▸ EXERCISE AIM: Write every entry out again, unchanged.

☆ ☆ ☆ ☆ ☆

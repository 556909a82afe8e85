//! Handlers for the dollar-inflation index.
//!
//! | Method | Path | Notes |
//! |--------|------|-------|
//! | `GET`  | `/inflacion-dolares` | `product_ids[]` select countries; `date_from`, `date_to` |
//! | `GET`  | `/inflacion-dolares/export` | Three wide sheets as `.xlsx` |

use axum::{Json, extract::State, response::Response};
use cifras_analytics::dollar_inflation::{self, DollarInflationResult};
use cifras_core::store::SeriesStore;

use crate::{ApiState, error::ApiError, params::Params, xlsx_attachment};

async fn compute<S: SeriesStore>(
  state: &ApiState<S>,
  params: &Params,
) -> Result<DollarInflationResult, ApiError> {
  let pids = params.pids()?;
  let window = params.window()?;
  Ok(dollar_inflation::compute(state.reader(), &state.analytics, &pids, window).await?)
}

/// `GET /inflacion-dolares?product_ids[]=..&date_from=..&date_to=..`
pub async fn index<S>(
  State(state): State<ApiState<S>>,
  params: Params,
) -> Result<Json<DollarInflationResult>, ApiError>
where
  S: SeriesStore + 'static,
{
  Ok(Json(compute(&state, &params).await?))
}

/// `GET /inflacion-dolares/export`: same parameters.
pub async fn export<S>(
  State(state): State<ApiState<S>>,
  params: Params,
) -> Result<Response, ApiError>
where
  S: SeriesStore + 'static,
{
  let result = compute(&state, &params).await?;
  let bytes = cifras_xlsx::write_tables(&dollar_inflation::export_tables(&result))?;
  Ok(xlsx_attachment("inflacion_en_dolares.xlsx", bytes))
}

☆ ☆ ☆ ☆ ☆

▸ TASK RESULT:
repository 556909a82afe8e85
//! Handlers for the dollar-inflation index.
//!
//! | Method | Path | Notes |
//! |--------|------|-------|
//! | `GET`  | `/inflacion-dolares` | `product_ids[]` select countries; `date_from`, `date_to` |
//! | `GET`  | `/inflacion-dolares/export` | Three wide sheets as `.xlsx` |

use axum::{Json, extract::State, response::Response};
use cifras_analytics::dollar_inflation::{self, DollarInflationResult};
use cifras_core::store::SeriesStore;

use crate::{ApiState, error::ApiError, params::Params, xlsx_attachment};

async fn compute<S: SeriesStore>(
  state: &ApiState<S>,
  params: &Params,
) -> Result<DollarInflationResult, ApiError> {
  let pids = params.pids()?;
  let window = params.window()?;
  Ok(dollar_inflation::compute(state.reader(), &state.analytics, &pids, window).await?)
}

/// `GET /inflacion-dolares?product_ids[]=..&date_from=..&date_to=..`
pub async fn index<S>(
  State(state): State<ApiState<S>>,
  params: Params,
) -> Result<Json<DollarInflationResult>, ApiError>
where
  S: SeriesStore + 'static,
{
  Ok(Json(compute(&state, &params).await?))
}

/// `GET /inflacion-dolares/export`: same parameters.
pub async fn export<S>(
  State(state): State<ApiState<S>>,
  params: Params,
) -> Result<Response, ApiError>
where
  S: SeriesStore + 'static,
{
  let result = compute(&state, &params).await?;
  let bytes = cifras_xlsx::write_tables(&dollar_inflation::export_tables(&result))?;
  Ok(xlsx_attachment("inflacion_en_dolares.xlsx", bytes))
}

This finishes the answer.